Where Social Science Hits the Wall

When Alan Wolfe isn’t writing about religion, I can apparently make it through one of his articles without being driven to utter distraction. I learned this the other day when I came across his piece in World Affairs about the longstanding rift between academics and security policy intellectuals. After his capsule history of the controversy, Wolfe offers a plea for reconciliation between the ivory tower, where Chomskyite disdain for government still holds sway, and the think tank, where wonks wait out political misfortune and plan their next wars. If each side gives a little, argues Wolfe, we might reintroduce needed expertise into the policy process:

…the division of expert labor between universities and think tanks serves the nation poorly. To be sure, the divide allows academics to avoid compromising their objectivity by working for the government, just as it allows think tank experts to avoid the tentativeness and obscurantism typical of so much academic scholarship. But academic research would be strengthened if it had more real-world attachments. And think tank policy recommendations would have more depth if they contained more academic distance.

I have my own problems with the bright line Wolfe draws between the university and the think tank, mostly because my most recent academic experience has been with a sort of “ivory tank:”1 a public policy school that feels like a Brookings franchise. Such analytical quibbles aside, though, Wolfe’s middle-of-the-road position strikes me as untenable once he describes how such collaboration would play out:

Does this mean that academics ought to overcome their long-standing opposition to working with the CIA? They should. The war in Iraq proves why intelligence matters, as does the broader interest the United States maintains in combating terrorism. Are terrorists primarily motivated by religious convictions? Is it possible to understand their psychology? Why does moving from a third world country to Western Europe seem to fuel religious belief? What will the lives of second and third generations of immigrants in the West resemble? [Emphasis mine.]

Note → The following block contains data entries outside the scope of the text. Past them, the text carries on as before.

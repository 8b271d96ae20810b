/// Archived workflow commands

use super::{timestamp, Context};
use crate::client::ArchiveQuery;
use anyhow::Result;
use clap::{Args, Subcommand};

/// Archive records are addressed by namespace and UID
#[derive(Args, Debug, Clone, PartialEq)]
pub struct ArchivedRef {
    /// Namespace the workflow ran in
    #[arg(value_name = "NAMESPACE")]
    pub archive_namespace: String,
    pub uid: String,
}

#[derive(Subcommand, Debug)]
pub enum ArchiveCommand {
    /// List archived workflows
    List {
        /// Only these phases, comma separated
        #[arg(long)]
        phases: Option<String>,
        /// Label selector, e.g. `team=data`
        #[arg(short = 'l', long)]
        selector: Option<String>,
        #[arg(long)]
        prefix: Option<String>,
        #[arg(long)]
        limit: Option<usize>,
        /// List across every namespace
        #[arg(short = 'A', long)]
        all_namespaces: bool,
    },

    /// Show an archived workflow
    Get(ArchivedRef),

    /// Start a new run from an archived workflow
    Resubmit(ArchivedRef),

    /// Delete an archived workflow
    Delete(ArchivedRef),
}

pub async fn run(ctx: &Context, command: ArchiveCommand) -> Result<()> {
    match command {
        ArchiveCommand::List {
            phases,
            selector,
            prefix,
            limit,
            all_namespaces,
        } => {
            let query = ArchiveQuery {
                namespace: (!all_namespaces).then(|| ctx.namespace.clone()),
                phases,
                label_selector: selector,
                name_prefix: prefix,
                limit,
            };
            let items = ctx.client.list_archived(&query).await?;
            println!("NAMESPACE NAME UID");
            for item in &items {
                println!("{} {} {}", item.namespace, item.name, item.uid);
            }
        }
        ArchiveCommand::Get(ArchivedRef { archive_namespace, uid }) => {
            let item = ctx.client.get_archived(&archive_namespace, &uid).await?;
            println!("Name:        {}", item.name);
            println!("Namespace:   {}", item.namespace);
            println!("UID:         {}", item.uid);
            println!("Status:      {}", item.phase);
            if let Some(message) = &item.workflow.status.message {
                println!("Message:     {}", message);
            }
            println!("Started:     {}", timestamp(item.started_at));
            println!("Finished:    {}", timestamp(item.finished_at));
            println!("Archived:    {}", item.archived_at.to_rfc3339());
        }
        ArchiveCommand::Resubmit(ArchivedRef { archive_namespace, uid }) => {
            let created = ctx.client.resubmit_archived(&archive_namespace, &uid).await?;
            println!("Archived workflow '{}' resubmitted as '{}'", uid, created.metadata.name);
        }
        ArchiveCommand::Delete(ArchivedRef { archive_namespace, uid }) => {
            ctx.client.delete_archived(&archive_namespace, &uid).await?;
            println!("Archived workflow '{}' deleted", uid);
        }
    }
    Ok(())
}
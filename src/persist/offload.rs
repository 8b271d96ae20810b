/// Offloaded node status
///
/// When even the compressed node map will not fit in the resource store, it is
/// written to `offloaded_nodes` instead and the workflow keeps only the
/// content version. Versions are content hashes, so rewriting an unchanged map
/// is a no-op and a stale reader can never see a half-written map.

use crate::error::{EngineError, Result};
use crate::workflow::{packer::checksum, types::NodeStatus};
use sqlx::{sqlite::SqlitePool, Row};
use std::collections::BTreeMap;

#[derive(Debug, Clone)]
pub struct OffloadRepository {
    pool: SqlitePool,
}

impl OffloadRepository {
    pub fn new(pool: SqlitePool) -> Self {
        Self { pool }
    }

    pub async fn init_schema(&self) -> Result<()> {
        sqlx::query(
            r#"
            CREATE TABLE IF NOT EXISTS offloaded_nodes (
                namespace TEXT NOT NULL,
                uid TEXT NOT NULL,
                version TEXT NOT NULL,
                nodes JSON NOT NULL,
                updated_at TIMESTAMP DEFAULT CURRENT_TIMESTAMP,
                PRIMARY KEY (namespace, uid, version)
            )
            "#,
        )
        .execute(&self.pool)
        .await?;
        Ok(())
    }

    /// Store a node map, returning its version
    pub async fn save(&self, namespace: &str, uid: &str, nodes: &BTreeMap<String, NodeStatus>) -> Result<String> {
        let raw = serde_json::to_string(nodes)?;
        let version = format!("sha256:{}", &checksum(raw.as_bytes())[..16]);

        sqlx::query(
            r#"
            INSERT INTO offloaded_nodes (namespace, uid, version, nodes)
            VALUES (?, ?, ?, ?)
            ON CONFLICT(namespace, uid, version) DO UPDATE SET updated_at = CURRENT_TIMESTAMP
            "#,
        )
        .bind(namespace)
        .bind(uid)
        .bind(&version)
        .bind(&raw)
        .execute(&self.pool)
        .await?;

        tracing::debug!("💾 Offloaded {} nodes for {}/{} as {}", nodes.len(), namespace, uid, version);
        Ok(version)
    }

    /// Load the node map stored under `version`
    pub async fn load(&self, namespace: &str, uid: &str, version: &str) -> Result<BTreeMap<String, NodeStatus>> {
        let row = sqlx::query(
            "SELECT nodes FROM offloaded_nodes WHERE namespace = ? AND uid = ? AND version = ?",
        )
        .bind(namespace)
        .bind(uid)
        .bind(version)
        .fetch_optional(&self.pool)
        .await?;

        match row {
            Some(row) => {
                let raw: String = row.get("nodes");
                Ok(serde_json::from_str(&raw)?)
            }
            None => Err(EngineError::NotFound(format!(
                "offloaded node status {} for {}/{} not found",
                version, namespace, uid
            ))),
        }
    }

    /// Drop every version of a workflow's nodes except `keep`
    pub async fn gc(&self, namespace: &str, uid: &str, keep: &str) -> Result<u64> {
        let result = sqlx::query(
            "DELETE FROM offloaded_nodes WHERE namespace = ? AND uid = ? AND version != ?",
        )
        .bind(namespace)
        .bind(uid)
        .bind(keep)
        .execute(&self.pool)
        .await?;
        Ok(result.rows_affected())
    }

    /// Drop all versions of a workflow's nodes
    pub async fn delete_all(&self, namespace: &str, uid: &str) -> Result<u64> {
        let result = sqlx::query("DELETE FROM offloaded_nodes WHERE namespace = ? AND uid = ?")
            .bind(namespace)
            .bind(uid)
            .execute(&self.pool)
            .await?;
        Ok(result.rows_affected())
    }
}

#[cfg(test)]
mod tests {
    use super::*;
    use crate::persist::database::Database;
    use crate::workflow::types::{NodePhase, NodeType};
    use chrono::Utc;

    fn nodes(count: usize) -> BTreeMap<String, NodeStatus> {
        (0..count)
            .map(|i| {
                let node = NodeStatus::new(
                    "wf",
                    format!("wf.t{}", i),
                    format!("t{}", i),
                    NodeType::Pod,
                    "step".to_string(),
                    Some("wf".to_string()),
                    NodePhase::Succeeded,
                    Utc::now(),
                );
                (node.id.clone(), node)
            })
            .collect()
    }

    #[tokio::test]
    async fn test_save_load_and_gc() {
        let db = Database::in_memory().await.unwrap();
        let repo = OffloadRepository::new(db.pool().clone());

        let first = nodes(2);
        let v1 = repo.save("argo", "u1", &first).await.unwrap();
        assert_eq!(repo.save("argo", "u1", &first).await.unwrap(), v1);
        let second = nodes(3);
        let v2 = repo.save("argo", "u1", &second).await.unwrap();
        assert_ne!(v1, v2);

        assert_eq!(repo.load("argo", "u1", &v1).await.unwrap(), first);
        assert_eq!(repo.gc("argo", "u1", &v2).await.unwrap(), 1);
        assert!(matches!(
            repo.load("argo", "u1", &v1).await,
            Err(EngineError::NotFound(_))
        ));
        assert_eq!(repo.load("argo", "u1", &v2).await.unwrap(), second);
        assert_eq!(repo.delete_all("argo", "u1").await.unwrap(), 1);
    }
}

It is one thing to recognize that social scientists might responsibly explore the questions that Wolfe asks in his hypothetical list. It strikes me as dangerous, though, to assume that the answers to Wolfe’s questions can be effectively converted to security instruments. Even if a generation of engaged academics shrugs off the normative baggage of Chomsky and Said, there may be no effective way to apply their insights, however objective and accurate. The key failure of Orientalists in government service, whether they be Said’s strawmen or tomorrow’s counterinsurgency specialists, may not lie in their corrupt intent, but in their overreach. Scholarship is good at filling the reservoir of net human knowledge, but only a subset of that knowledge can effectively be turned into policy instruments.

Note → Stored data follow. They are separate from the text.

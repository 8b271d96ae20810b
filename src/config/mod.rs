/// Configuration management for the argosy engine
///
/// Handles server, database, controller, packer, archive, cron and auth
/// settings. Everything is read from `ARGOSY_*` environment variables with
/// fallbacks and passed into components at construction.

use serde::{Deserialize, Serialize};
use std::str::FromStr;

/// Main application configuration
#[derive(Debug, Clone, Serialize, Deserialize)]
pub struct Config {
    pub server: ServerConfig,
    pub database: DatabaseConfig,
    pub controller: ControllerConfig,
    pub packer: PackerConfig,
    pub archive: ArchiveConfig,
    pub cron: CronConfig,
    pub auth: AuthConfig,
}

/// HTTP server configuration
#[derive(Debug, Clone, Serialize, Deserialize)]
pub struct ServerConfig {
    /// Server bind address (e.g., "0.0.0.0")
    pub host: String,
    pub port: u16,
    /// Namespace used when a submission names none
    pub default_namespace: String,
}

#[derive(Debug, Clone, Serialize, Deserialize)]
pub struct DatabaseConfig {
    /// SQLite URL for resources, archive and offloaded status
    pub url: String,
}

#[derive(Debug, Clone, Serialize, Deserialize)]
pub struct ControllerConfig {
    /// Workflows reconciled concurrently
    pub workers: usize,
    pub resync_seconds: u64,
    /// Graceful termination window before tasks are killed
    pub cancel_grace_seconds: u64,
    /// Infrastructure retries per node before it is marked Error
    pub dispatch_retries: u32,
}

#[derive(Debug, Clone, Serialize, Deserialize)]
pub struct PackerConfig {
    /// Largest encoded workflow the resource store accepts, in bytes
    pub max_status_size: usize,
    pub offload: bool,
}

#[derive(Debug, Clone, Serialize, Deserialize)]
pub struct ArchiveConfig {
    pub enabled: bool,
    /// Only completed workflows matching this selector are archived; empty matches all
    pub label_selector: String,
}

#[derive(Debug, Clone, Serialize, Deserialize)]
pub struct CronConfig {
    pub enabled: bool,
}

#[derive(Debug, Clone, Serialize, Deserialize)]
pub struct AuthConfig {
    /// Bearer token required by the API when set
    pub token: Option<String>,
    /// Server the CLI talks to
    pub server_url: String,
}

fn env_or(key: &str, fallback: &str) -> String {
    std::env::var(key).unwrap_or_else(|_| fallback.to_string())
}

fn env_parse<T: FromStr>(key: &str, fallback: T) -> T {
    std::env::var(key)
        .ok()
        .and_then(|raw| raw.trim().parse().ok())
        .unwrap_or(fallback)
}

impl Default for Config {
    /// Default configuration with ENV_VAR support for container deployment
    fn default() -> Self {
        Self {
            server: ServerConfig {
                host: env_or("ARGOSY_HOST", "0.0.0.0"),
                port: env_parse("ARGOSY_PORT", 2746),
                default_namespace: env_or("ARGOSY_NAMESPACE", "argo"),
            },
            database: DatabaseConfig {
                url: env_or("ARGOSY_DATABASE_URL", "sqlite://argosy.db"),
            },
            controller: ControllerConfig {
                workers: env_parse("ARGOSY_WORKERS", 8),
                resync_seconds: env_parse("ARGOSY_RESYNC_SECONDS", 2),
                cancel_grace_seconds: env_parse("ARGOSY_CANCEL_GRACE_SECONDS", 10),
                dispatch_retries: env_parse("ARGOSY_DISPATCH_RETRIES", 3),
            },
            packer: PackerConfig {
                max_status_size: env_parse("ARGOSY_MAX_STATUS_SIZE", 1024 * 1024),
                offload: env_parse("ARGOSY_OFFLOAD", false),
            },
            archive: ArchiveConfig {
                enabled: env_parse("ARGOSY_ARCHIVE", true),
                label_selector: env_or("ARGOSY_ARCHIVE_LABEL_SELECTOR", ""),
            },
            cron: CronConfig {
                enabled: env_parse("ARGOSY_CRON", true),
            },
            auth: AuthConfig {
                token: std::env::var("ARGOSY_TOKEN").ok().filter(|t| !t.is_empty()),
                server_url: env_or("ARGOSY_SERVER", "http://localhost:2746"),
            },
        }
    }
}
/// argosy: DAG workflow engine
///
/// Main entry point. `argosy server` runs the engine and HTTP API; every other
/// subcommand is a thin client over that API.

use anyhow::Result;
use argosy::{config::Config, server::start_server};
use clap::{CommandFactory, Parser, Subcommand};
use std::path::PathBuf;
use tracing_subscriber::EnvFilter;

mod client;
mod commands;

use commands::{archive::ArchiveCommand, cron::CronCommand, Context};

/// argosy - DAG workflow engine with cron triggers and a workflow archive
#[derive(Parser)]
#[command(name = "argosy")]
#[command(author, version, about, long_about = None)]
#[command(propagate_version = true)]
pub struct Cli {
    /// Server URL
    #[arg(long, global = true, env = "ARGOSY_SERVER")]
    pub server: Option<String>,

    /// Namespace to operate in
    #[arg(short, long, global = true, env = "ARGOSY_NAMESPACE")]
    pub namespace: Option<String>,

    #[command(subcommand)]
    pub command: Commands,
}

#[derive(Subcommand)]
pub enum Commands {
    /// Run the engine and HTTP API
    Server,

    /// Submit a workflow manifest (JSON or YAML)
    Submit {
        file: PathBuf,
        /// Wait for the workflow to complete
        #[arg(long)]
        wait: bool,
    },

    /// Show a workflow and its nodes
    Get { name: String },

    /// Delete a workflow
    Delete { name: String },

    /// Stop a workflow; the exit handler still runs
    Stop { name: String },

    /// Terminate a workflow immediately
    Terminate { name: String },

    /// Manage cron workflows
    Cron {
        #[command(subcommand)]
        command: CronCommand,
    },

    /// Manage archived workflows
    Archive {
        #[command(subcommand)]
        command: ArchiveCommand,
    },

    /// Print a shell completion script
    Completion {
        #[arg(value_parser = ["bash"])]
        shell: String,
    },

    /// Print the API token
    Token,
}

fn init_tracing() {
    let filter = EnvFilter::try_from_default_env().unwrap_or_else(|_| EnvFilter::new("argosy=info"));
    tracing_subscriber::fmt()
        .with_env_filter(filter)
        .with_target(false)
        .with_writer(std::io::stderr)
        .init();
}

#[tokio::main]
async fn main() -> Result<()> {
    let cli = Cli::parse();
    init_tracing();

    let config = Config::default();

    let ctx = Context {
        client: client::Client::new(
            cli.server.as_deref().unwrap_or(&config.auth.server_url),
            config.auth.token.clone(),
        ),
        namespace: cli
            .namespace
            .clone()
            .unwrap_or_else(|| config.server.default_namespace.clone()),
    };

    match cli.command {
        Commands::Server => start_server(config).await,
        Commands::Submit { file, wait } => commands::workflow::submit(&ctx, file, wait).await,
        Commands::Get { name } => commands::workflow::get(&ctx, &name).await,
        Commands::Delete { name } => commands::workflow::delete(&ctx, &name).await,
        Commands::Stop { name } => commands::workflow::shutdown(&ctx, &name, "stop").await,
        Commands::Terminate { name } => commands::workflow::shutdown(&ctx, &name, "terminate").await,
        Commands::Cron { command } => commands::cron::run(&ctx, command).await,
        Commands::Archive { command } => commands::archive::run(&ctx, command).await,
        Commands::Completion { .. } => {
            print!("{}", commands::completion::bash(&Cli::command()));
            Ok(())
        }
        Commands::Token => match config.auth.token {
            Some(token) => {
                println!("{}", token);
                Ok(())
            }
            None => anyhow::bail!("ARGOSY_TOKEN is not set"),
        },
    }
}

I don’t mean to defend a policy of willful ignorance — tightened up to the tactical level, especially, some well-informed and motivated social scientists are badly needed if we want to effectively negotiate indigenous conflict. This process is already playing out at the tactical level in the military’s (infelicitously named) Human Terrain Systems program, which embeds anthropologists with combat units. The military calls the effort a success, while the anthropology field’s trade organization, predictably enough, is up in arms. When the dust settles, the military will probably have started a new discipline of applied anthropology from scratch. But if the anthropological approach means that we think we can apply force or, to use the military’s term, “non-kinetic means” to a new morass of exotic conflicts, we will be the poorer for it.

1 I hereby release this awesome term to the creative commons, that it might be used for the greater good of mankind.